There was one incident with a horse that kept baulking at the fences, where the rider got frustrated and started using her whip too much. You're allowed to use the whip as an aid; that is, to indicate with a light touch that the horse should do something. This rider got frustrated and unhappy when her horse refused fence after fence and gave him a sharp touch with the whip after he'd refused. I told her to use the whip only as an aid and not as a punishment, and she got over the fence on the fourth try. When she rode up to the next fence she started whipping the horse on the way up to the fence, and as she did it without switching the reins to one hand, she was also pulling on the rein on the side where she held the whip. The horse, unsurprisingly, refused, and she used the whip again. At that point I had to tell her that since she kept using the whip in the wrong way I was excluding her. I let her jump one more fence - without using the whip - so they wouldn't end with a refusal, since that is a bad memory to leave the horse. She was of course very unhappy, but I feel very sure that I ddi the right thing. After all, she will want to go to actual competitions later, and that sort of thing will get her thrown out of those, too - better to learn early and in a non-competitive environment!

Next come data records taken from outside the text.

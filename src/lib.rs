//! Filtering, aggregation and comparative insight engine for app review
//! datasets.
//!
//! Records are loaded once through [`data::load_dataset`], selected with a
//! [`FilterCriteria`], and then summarised, ranked and compared. Every stage
//! works on borrowed subsets of the immutable record collection.

// Export modules for library usage
pub mod aggregation;
pub mod cli;
pub mod commands;
pub mod comparison;
pub mod config;
pub mod core;
pub mod data;
pub mod filter;
pub mod formatting;
pub mod insights;
pub mod io;
pub mod ranking;
pub mod report;

// Re-export commonly used types
pub use crate::core::{Error, Priority, Result, ReviewRecord, Sentiment, Subset};

pub use crate::aggregation::{aggregate, aggregate_within, AggregateResult};
pub use crate::comparison::{
    compare, ComparisonDimension, ComparisonResult, Comparator, Finding, FindingKind,
    InsightPolicy, Side,
};
pub use crate::data::{load_dataset, FieldMapping, MappingPreset};
pub use crate::filter::{filter_records, filter_with_stats, FilterCriteria, Selection};
pub use crate::ranking::{top_n, top_n_with, NoisePolicy, RankingEntry};
pub use crate::report::{build_report, DashboardReport, ReportOptions};
//! Pure predicate functions for filtering review records.
//!
//! Each predicate checks one dimension of a [`ReviewRecord`] and returns a
//! boolean. [`RecordFilter`] composes the active ones conjunctively.
//!
//! # Examples
//!
//! ```
//! use reviewlens::core::ReviewRecord;
//! use reviewlens::filter::predicates::{matches_app, matches_search};
//!
//! let record = ReviewRecord::new("1", "Rogers", "iOS").with_text("App keeps crashing");
//!
//! assert!(matches_app(&record, "Rogers"));
//! assert!(matches_search(&record, "crash"));
//! assert!(!matches_search(&record, "billing"));
//! ```

use super::{FilterCriteria, FilterDimension};
use crate::core::ReviewRecord;
use serde::{Deserialize, Serialize};

#[inline]
pub fn matches_app(record: &ReviewRecord, app_name: &str) -> bool {
    record.app_name == app_name
}

#[inline]
pub fn matches_platform(record: &ReviewRecord, platform: &str) -> bool {
    record.platform == platform
}

#[inline]
pub fn matches_sentiment(record: &ReviewRecord, sentiment: &str) -> bool {
    record.sentiment.as_str() == sentiment
}

#[inline]
pub fn matches_category_type(record: &ReviewRecord, category_type: &str) -> bool {
    record.category_type == category_type
}

/// Category filtering compares against the final (post-recategorization) label.
#[inline]
pub fn matches_category(record: &ReviewRecord, category: &str) -> bool {
    record.final_category == category
}

/// Year filtering uses the explicit year label, or the date's year when the
/// label is absent. Records with neither never match.
pub fn matches_year(record: &ReviewRecord, year: &str) -> bool {
    record
        .effective_year()
        .is_some_and(|record_year| record_year == year)
}

/// Case-insensitive substring match against the review text only.
///
/// `needle` is lowercased here; [`RecordFilter`] pre-lowercases it once and
/// calls [`matches_lowercase_needle`] instead.
pub fn matches_search(record: &ReviewRecord, needle: &str) -> bool {
    matches_lowercase_needle(record, &needle.to_lowercase())
}

#[inline]
pub fn matches_lowercase_needle(record: &ReviewRecord, needle: &str) -> bool {
    record.text.to_lowercase().contains(needle)
}

/// One active constraint of a compiled filter.
#[derive(Debug, Clone, PartialEq, Eq, Serialize, Deserialize)]
pub enum Constraint {
    App(String),
    Platform(String),
    Sentiment(String),
    CategoryType(String),
    Category(String),
    Year(String),
    /// Lowercased search needle
    Search(String),
}

impl Constraint {
    pub fn dimension(&self) -> FilterDimension {
        match self {
            Self::App(_) => FilterDimension::App,
            Self::Platform(_) => FilterDimension::Platform,
            Self::Sentiment(_) => FilterDimension::Sentiment,
            Self::CategoryType(_) => FilterDimension::CategoryType,
            Self::Category(_) => FilterDimension::Category,
            Self::Year(_) => FilterDimension::Year,
            Self::Search(_) => FilterDimension::Search,
        }
    }

    #[inline]
    pub fn matches(&self, record: &ReviewRecord) -> bool {
        match self {
            Self::App(value) => matches_app(record, value),
            Self::Platform(value) => matches_platform(record, value),
            Self::Sentiment(value) => matches_sentiment(record, value),
            Self::CategoryType(value) => matches_category_type(record, value),
            Self::Category(value) => matches_category(record, value),
            Self::Year(value) => matches_year(record, value),
            Self::Search(needle) => matches_lowercase_needle(record, needle),
        }
    }
}

/// Conjunction of the active constraints of a [`FilterCriteria`].
///
/// Equality checks run before the year and text checks since they are the
/// cheapest; the order never changes which records match.
#[derive(Debug, Clone, Default, PartialEq, Eq)]
pub struct RecordFilter {
    constraints: Vec<Constraint>,
}

impl RecordFilter {
    pub fn from_criteria(criteria: &FilterCriteria) -> Self {
        let equality = [
            criteria.app_name.value().map(|v| Constraint::App(v.to_string())),
            criteria
                .platform
                .value()
                .map(|v| Constraint::Platform(v.to_string())),
            criteria
                .sentiment
                .value()
                .map(|v| Constraint::Sentiment(v.to_string())),
            criteria
                .category_type
                .value()
                .map(|v| Constraint::CategoryType(v.to_string())),
            criteria
                .category
                .value()
                .map(|v| Constraint::Category(v.to_string())),
            criteria.year.value().map(|v| Constraint::Year(v.to_string())),
            criteria
                .search_term()
                .map(|term| Constraint::Search(term.to_lowercase())),
        ];

        Self {
            constraints: equality.into_iter().flatten().collect(),
        }
    }

    pub fn constraints(&self) -> &[Constraint] {
        &self.constraints
    }

    /// True when no constraint is active, i.e. every record matches.
    pub fn is_unconstrained(&self) -> bool {
        self.constraints.is_empty()
    }

    #[inline]
    pub fn matches(&self, record: &ReviewRecord) -> bool {
        self.constraints.iter().all(|c| c.matches(record))
    }

    /// Dimension of the first constraint the record fails, if any.
    pub fn first_failure(&self, record: &ReviewRecord) -> Option<FilterDimension> {
        self.constraints
            .iter()
            .find(|c| !c.matches(record))
            .map(Constraint::dimension)
    }
}
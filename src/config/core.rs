use serde::{Deserialize, Serialize};
use std::collections::BTreeMap;

use crate::comparison::{default_issue_groups, InsightPolicy, IssueGroup};
use crate::core::{Error, Result};
use crate::data::{FieldMapping, MappingPreset};
use crate::insights::{default_flows, FlowDefinition};
use crate::io::output::OutputFormat;
use crate::ranking::{NoisePolicy, DEFAULT_MIN_LABEL_CHARS};
use crate::report::{ReportOptions, DEFAULT_TOP_N};

/// Root configuration structure for reviewlens
#[derive(Debug, Clone, PartialEq, Serialize, Deserialize)]
pub struct ReviewlensConfig {
    /// Narrative thresholds
    #[serde(default)]
    pub thresholds: InsightPolicy,

    #[serde(default)]
    pub ranking: RankingConfig,

    /// Keyword groups compared across sides
    #[serde(default = "default_issue_groups")]
    pub issue_groups: Vec<IssueGroup>,

    /// User-flow definitions
    #[serde(default = "default_flows")]
    pub flows: Vec<FlowDefinition>,

    /// Dataset field mapping
    #[serde(default)]
    pub mapping: MappingConfig,

    #[serde(default)]
    pub output: OutputConfig,
}

impl Default for ReviewlensConfig {
    fn default() -> Self {
        Self {
            thresholds: InsightPolicy::default(),
            ranking: RankingConfig::default(),
            issue_groups: default_issue_groups(),
            flows: default_flows(),
            mapping: MappingConfig::default(),
            output: OutputConfig::default(),
        }
    }
}

impl ReviewlensConfig {
    /// Check every section; the first problem found is returned.
    pub fn validate(&self) -> Result<()> {
        self.thresholds.validate()?;
        self.ranking.validate()?;
        for group in &self.issue_groups {
            group.validate()?;
        }
        for flow in &self.flows {
            flow.validate()?;
        }
        self.mapping.field_mapping()?;
        Ok(())
    }

    /// Pipeline options; `top_n` overrides the configured ranking size.
    pub fn report_options(&self, top_n: Option<usize>) -> ReportOptions {
        ReportOptions {
            top_n: top_n.unwrap_or(self.ranking.default_top_n),
            policy: self.thresholds.clone(),
            noise: self.ranking.noise_policy(),
            issue_groups: self.issue_groups.clone(),
            flows: self.flows.clone(),
            ..ReportOptions::default()
        }
    }
}

#[derive(Debug, Clone, Copy, PartialEq, Eq, Serialize, Deserialize)]
pub struct RankingConfig {
    /// Entries per ranking unless overridden
    #[serde(default = "default_top_n")]
    pub default_top_n: usize,

    /// Shorter category labels are treated as noise
    #[serde(default = "default_min_label_chars")]
    pub min_label_chars: usize,
}

impl Default for RankingConfig {
    fn default() -> Self {
        Self {
            default_top_n: default_top_n(),
            min_label_chars: default_min_label_chars(),
        }
    }
}

impl RankingConfig {
    pub fn noise_policy(&self) -> NoisePolicy {
        NoisePolicy::new(self.min_label_chars)
    }

    pub fn validate(&self) -> Result<()> {
        if self.default_top_n == 0 {
            return Err(Error::Validation(
                "ranking.default_top_n must be at least 1".to_string(),
            ));
        }
        Ok(())
    }
}

fn default_top_n() -> usize {
    DEFAULT_TOP_N
}

fn default_min_label_chars() -> usize {
    DEFAULT_MIN_LABEL_CHARS
}

/// `[mapping]`: a preset plus per-field source-key overrides.
#[derive(Debug, Clone, PartialEq, Eq, Default, Serialize, Deserialize)]
pub struct MappingConfig {
    #[serde(default)]
    pub preset: MappingPreset,

    /// Canonical field name → source keys tried in order
    #[serde(default)]
    pub fields: BTreeMap<String, Vec<String>>,
}

impl MappingConfig {
    pub fn field_mapping(&self) -> Result<FieldMapping> {
        let mut mapping = self.preset.mapping();
        for (field, keys) in &self.fields {
            mapping.override_field(field, keys.clone())?;
        }
        Ok(mapping)
    }
}

#[derive(Debug, Clone, Copy, PartialEq, Eq, Default, Serialize, Deserialize)]
pub struct OutputConfig {
    #[serde(default)]
    pub default_format: OutputFormat,
}
//! Aggregation Engine.
//!
//! Summary statistics over any subset of records. Everything here is derived
//! on demand and never cached: callers recompute from the current subset
//! whenever the selection changes.
//!
//! Percentages are whole numbers rounded half up; an empty subset always
//! yields zeros rather than dividing by zero.

pub mod breakdown;
pub mod counts;

pub use breakdown::{
    category_breakdown, category_type_stats, CategoryBreakdown, CategoryTypeStats, SentimentTone,
};
pub use counts::LabelCounts;

use crate::core::{ReviewRecord, Sentiment};
use serde::{Deserialize, Serialize};
use std::collections::BTreeMap;

/// Label used for records with an empty category in raw distributions.
pub const UNKNOWN_LABEL: &str = "Unknown";

/// Rounded integer percentage of `count` in `total`; 0 when `total` is 0.
pub fn percentage(count: usize, total: usize) -> u32 {
    if total == 0 {
        return 0;
    }
    ((count as f64 / total as f64) * 100.0).round() as u32
}

/// Round to one decimal place, the precision ratings are displayed with.
pub fn round_to_tenth(value: f64) -> f64 {
    (value * 10.0).round() / 10.0
}

/// Format a rating with one decimal place.
pub fn format_rating(value: f64) -> String {
    format!("{value:.1}")
}

/// Summary statistics of one subset.
#[derive(Debug, Clone, PartialEq, Serialize, Deserialize)]
pub struct AggregateResult {
    pub count: usize,
    /// Share of the parent collection this subset represents
    pub percentage_of_parent: u32,
    /// Records with a usable rating
    pub rated_count: usize,
    pub rating_sum: u64,
    /// Mean rating, or 0.0 when no record carries a rating
    pub average_rating: f64,
    pub negative_count: usize,
    pub negative_rate: u32,
    pub positive_count: usize,
    pub positive_rate: u32,
    pub cs_impact_count: usize,
    pub cs_impact_rate: u32,
    pub sentiment_sum: i64,
    /// Records with a known sentiment
    pub sentiment_count: usize,
    pub sentiment_score: Option<f64>,
    pub severity_sum: f64,
    pub severity_count: usize,
    pub technical_severity_average: Option<f64>,
}

impl AggregateResult {
    pub fn is_empty(&self) -> bool {
        self.count == 0
    }

    pub fn has_ratings(&self) -> bool {
        self.rated_count > 0
    }

    /// Average rating, or `fallback` (e.g. a precomputed global average) when
    /// the subset has no ratings.
    pub fn average_rating_or(&self, fallback: f64) -> f64 {
        if self.has_ratings() {
            self.average_rating
        } else {
            fallback
        }
    }

    /// Average rating rounded to one decimal.
    pub fn display_rating(&self) -> f64 {
        round_to_tenth(self.average_rating)
    }

    pub fn formatted_rating(&self) -> String {
        format_rating(self.average_rating)
    }
}

/// Aggregate a subset as its own parent.
pub fn aggregate(subset: &[&ReviewRecord]) -> AggregateResult {
    aggregate_within(subset, subset.len())
}

/// Aggregate a subset, reporting its share of a parent of `parent_count` records.
pub fn aggregate_within(subset: &[&ReviewRecord], parent_count: usize) -> AggregateResult {
    let count = subset.len();

    let mut rated_count = 0usize;
    let mut rating_sum = 0u64;
    let mut negative_count = 0usize;
    let mut positive_count = 0usize;
    let mut cs_impact_count = 0usize;
    let mut sentiment_sum = 0i64;
    let mut sentiment_count = 0usize;
    let mut severity_sum = 0.0f64;
    let mut severity_count = 0usize;

    for record in subset {
        if let Some(rating) = record.rating {
            rated_count += 1;
            rating_sum += u64::from(rating);
        }
        match record.sentiment {
            Sentiment::Negative => negative_count += 1,
            Sentiment::Positive => positive_count += 1,
            _ => {}
        }
        if let Some(score) = record.sentiment.score() {
            sentiment_sum += score;
            sentiment_count += 1;
        }
        if record.customer_service_impact {
            cs_impact_count += 1;
        }
        if let Some(severity) = record.technical_severity {
            severity_sum += severity;
            severity_count += 1;
        }
    }

    AggregateResult {
        count,
        percentage_of_parent: percentage(count, parent_count),
        rated_count,
        rating_sum,
        average_rating: mean(rating_sum as f64, rated_count).unwrap_or(0.0),
        negative_count,
        negative_rate: percentage(negative_count, count),
        positive_count,
        positive_rate: percentage(positive_count, count),
        cs_impact_count,
        cs_impact_rate: percentage(cs_impact_count, count),
        sentiment_sum,
        sentiment_count,
        sentiment_score: mean(sentiment_sum as f64, sentiment_count),
        severity_sum,
        severity_count,
        technical_severity_average: mean(severity_sum, severity_count),
    }
}

fn mean(sum: f64, count: usize) -> Option<f64> {
    (count > 0).then(|| sum / count as f64)
}

/// Rounded share of records in `subset` satisfying `predicate`.
pub fn share_where<F>(subset: &[&ReviewRecord], predicate: F) -> u32
where
    F: Fn(&ReviewRecord) -> bool,
{
    let matching = subset.iter().filter(|r| predicate(r)).count();
    percentage(matching, subset.len())
}

/// Sentiment counts in first-encounter order.
pub fn sentiment_distribution(subset: &[&ReviewRecord]) -> Vec<(String, usize)> {
    let counts: LabelCounts = subset.iter().map(|r| r.sentiment.as_str()).collect();
    counts.into_entries()
}

/// Counts per star rating; records without a rating are not bucketed.
pub fn rating_distribution(subset: &[&ReviewRecord]) -> BTreeMap<u8, usize> {
    subset
        .iter()
        .filter_map(|r| r.rating)
        .fold(BTreeMap::new(), |mut acc, rating| {
            *acc.entry(rating).or_insert(0) += 1;
            acc
        })
}

/// Raw category counts in first-encounter order.
///
/// Unlike rankings, nothing is dropped here: empty labels are reported as
/// [`UNKNOWN_LABEL`] and numeric-looking labels are kept as they are.
pub fn category_distribution<F>(subset: &[&ReviewRecord], key: F) -> Vec<(String, usize)>
where
    F: Fn(&ReviewRecord) -> &str,
{
    let counts: LabelCounts = subset
        .iter()
        .map(|r| {
            let label = key(r);
            if label.is_empty() {
                UNKNOWN_LABEL
            } else {
                label
            }
        })
        .collect();
    counts.into_entries()
}

/// Per-year volume and sentiment, for trend charts.
#[derive(Debug, Clone, PartialEq, Serialize, Deserialize)]
pub struct YearTrend {
    pub year: String,
    pub count: usize,
    pub average_rating: f64,
    pub negative_pct: u32,
    pub positive_pct: u32,
}

/// Trends grouped by effective year, ascending. Records without a year are skipped.
pub fn yearly_trends(subset: &[&ReviewRecord]) -> Vec<YearTrend> {
    let mut by_year: BTreeMap<String, Vec<&ReviewRecord>> = BTreeMap::new();
    for record in subset {
        if let Some(year) = record.effective_year() {
            by_year.entry(year).or_default().push(record);
        }
    }

    by_year
        .into_iter()
        .map(|(year, records)| {
            let stats = aggregate(&records);
            YearTrend {
                year,
                count: stats.count,
                average_rating: stats.display_rating(),
                negative_pct: stats.negative_rate,
                positive_pct: stats.positive_rate,
            }
        })
        .collect()
}
use indexmap::IndexMap;

/// Label counter that remembers first-encounter order.
///
/// Rankings break count ties by the order in which a label was first seen.
#[derive(Debug, Clone, Default)]
pub struct LabelCounts {
    counts: IndexMap<String, usize>,
}

impl LabelCounts {
    pub fn new() -> Self {
        Self::default()
    }

    pub fn add(&mut self, label: &str) {
        match self.counts.get_mut(label) {
            Some(count) => *count += 1,
            None => {
                self.counts.insert(label.to_string(), 1);
            }
        }
    }

    pub fn get(&self, label: &str) -> usize {
        self.counts.get(label).copied().unwrap_or(0)
    }

    pub fn len(&self) -> usize {
        self.counts.len()
    }

    pub fn is_empty(&self) -> bool {
        self.counts.is_empty()
    }

    pub fn total(&self) -> usize {
        self.counts.values().sum()
    }

    /// Entries in first-encounter order.
    pub fn into_entries(self) -> Vec<(String, usize)> {
        self.counts.into_iter().collect()
    }

    /// Entries by count descending; ties keep first-encounter order.
    pub fn into_sorted(self) -> Vec<(String, usize)> {
        let mut counts = self.counts;
        counts.sort_by(|_, a, _, b| b.cmp(a));
        counts.into_iter().collect()
    }
}

impl<'a> FromIterator<&'a str> for LabelCounts {
    fn from_iter<T: IntoIterator<Item = &'a str>>(iter: T) -> Self {
        let mut counts = Self::new();
        for label in iter {
            counts.add(label);
        }
        counts
    }
}
impl<W: Write> JsonWriter<W> {
    pub fn new(writer: W) -> Self {
        Self { writer }
    }

    fn emit<T: Serialize>(&mut self, value: &T) -> anyhow::Result<()> {
        serde_json::to_writer_pretty(&mut self.writer, value)?;
        writeln!(self.writer)?;
        Ok(())
    }
}

impl<W: Write> OutputWriter for JsonWriter<W> {
    fn write_report(&mut self, report: &DashboardReport) -> anyhow::Result<()> {
        self.emit(report)
    }

    fn write_ranking(&mut self, title: &str, entries: &[RankingEntry]) -> anyhow::Result<()> {
        self.emit(&json!({ "title": title, "entries": entries }))
    }

    fn write_comparison(&mut self, comparison: &ComparisonResult) -> anyhow::Result<()> {
        self.emit(comparison)
    }

    fn write_issues(
        &mut self,
        categories: &[CategoryBreakdown],
        category_types: &[CategoryTypeStats],
    ) -> anyhow::Result<()> {
        self.emit(&json!({ "categories": categories, "category_types": category_types }))
    }

    fn flush(&mut self) -> anyhow::Result<()> {
        self.writer.flush()?;
        Ok(())
    }
}

fn severity_cell(row: &CategoryBreakdown) -> String {
    match (row.technical_severity, row.severity_band) {
        (Some(value), Some(band)) => format!("{band} ({value:.1})"),
        _ => "N/A".to_string(),
    }
}

fn summary_rows(stats: &AggregateResult) -> Vec<(&'static str, String)> {
    let mut rows = vec![
        ("Reviews", stats.count.to_string()),
        ("Share of dataset", format!("{}%", stats.percentage_of_parent)),
        ("Average rating", format!("{}/5", stats.formatted_rating())),
        ("Negative", format!("{}%", stats.negative_rate)),
        ("Positive", format!("{}%", stats.positive_rate)),
        ("Customer service impact", format!("{}%", stats.cs_impact_rate)),
    ];
    if let Some(severity) = stats.technical_severity_average {
        rows.push(("Technical severity", format!("{severity:.1}")));
    }
    rows
}

/// Table-cell text with pipes escaped and line breaks flattened.
fn escape_cell(text: &str) -> String {
    text.replace('|', "\\|").replace(['\r', '\n'], " ")
}

pub struct MarkdownWriter<W: Write> {
    writer: W,
}

impl<W: Write> MarkdownWriter<W> {
    pub fn new(writer: W) -> Self {
        Self { writer }
    }

    fn write_ranking_table(&mut self, entries: &[RankingEntry]) -> anyhow::Result<()> {
        if entries.is_empty() {
            writeln!(self.writer, "_No categories to rank._")?;
            return Ok(());
        }
        writeln!(self.writer, "| # | Category | Reviews | Share |")?;
        writeln!(self.writer, "|---|----------|---------|-------|")?;
        for (i, entry) in entries.iter().enumerate() {
            writeln!(
                self.writer,
                "| {} | {} | {} | {}% |",
                i + 1,
                escape_cell(&entry.label),
                entry.count,
                entry.percentage_of_subset
            )?;
        }
        writeln!(self.writer)?;
        Ok(())
    }

    fn write_insight_list(&mut self, insights: &[Insight]) -> anyhow::Result<()> {
        for insight in insights {
            writeln!(
                self.writer,
                "- {} **{}**: {}",
                priority_marker(insight.priority).0,
                insight.title,
                insight.message
            )?;
        }
        writeln!(self.writer)?;
        Ok(())
    }

    fn write_findings(&mut self, findings: &[Finding]) -> anyhow::Result<()> {
        for finding in findings {
            writeln!(
                self.writer,
                "- {} **{}**: {}",
                priority_marker(finding.priority).0,
                finding.title,
                finding.message
            )?;
        }
        writeln!(self.writer)?;
        Ok(())
    }

    fn write_flows(&mut self, flows: &[FlowStats]) -> anyhow::Result<()> {
        writeln!(self.writer, "| Flow | Impact | Mentions | Negative | Avg Rating |")?;
        writeln!(self.writer, "|------|--------|----------|----------|------------|")?;
        for flow in flows {
            writeln!(
                self.writer,
                "| {} | {} | {} ({}%) | {}% | {}/5 |",
                escape_cell(&flow.name),
                flow.impact,
                flow.mentions,
                flow.share_of_subset,
                flow.negative_rate,
                format_rating(flow.average_rating)
            )?;
        }
        writeln!(self.writer)?;
        Ok(())
    }
}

When it was all finished, I got a ride back to our own stables (the event was held in an arena several kms off). I got to meet my darling Diamond again. I wasn't sure he'd remember me, after all he's still young and it's been five months since I saw him. When I came to his stall and opened the door, he walked up and put his head against me and demanded to be skritched behind the ears and on the throat, just as I've been doing since he was a few days old. He kept bumping me with his nose and wanting more skritches and seemed very happy to see me again. So was Skutt, by the way. He was at the P&J, and while he and [personal profile] gnapp were in the collecting ring he heard my voice, and immediately turned towards me. That was nice.

The horse I fell off of five months ago also remembered me. When I went to her stall, at first she came up and was all "oh, there you are, cuddles now plz!" After a few minutes of that she decided that no, she didn't like me because I'd abandoned her, and went off to the other corner of the stall to sulk. I do look forward to being able to work with her again - so, I suspect, do most other people in the stables as she's been getting to be difficult to handle due to her being bored from not getting to work. Her owners have started working her a little, but they really don't have enough time to give her the attention she wants, so it'll be nice for everyone when I get back.

After that, I went with [personal profile] gnapp and her husband to have dinner at one of our favourite hamburger places. One of the staff also rides and she came over to talk about horses and accidents. Then they drove me home and I got back shortly after 8 pm, having been gone for twelve hours.

In all, it was a lovely, lovely day!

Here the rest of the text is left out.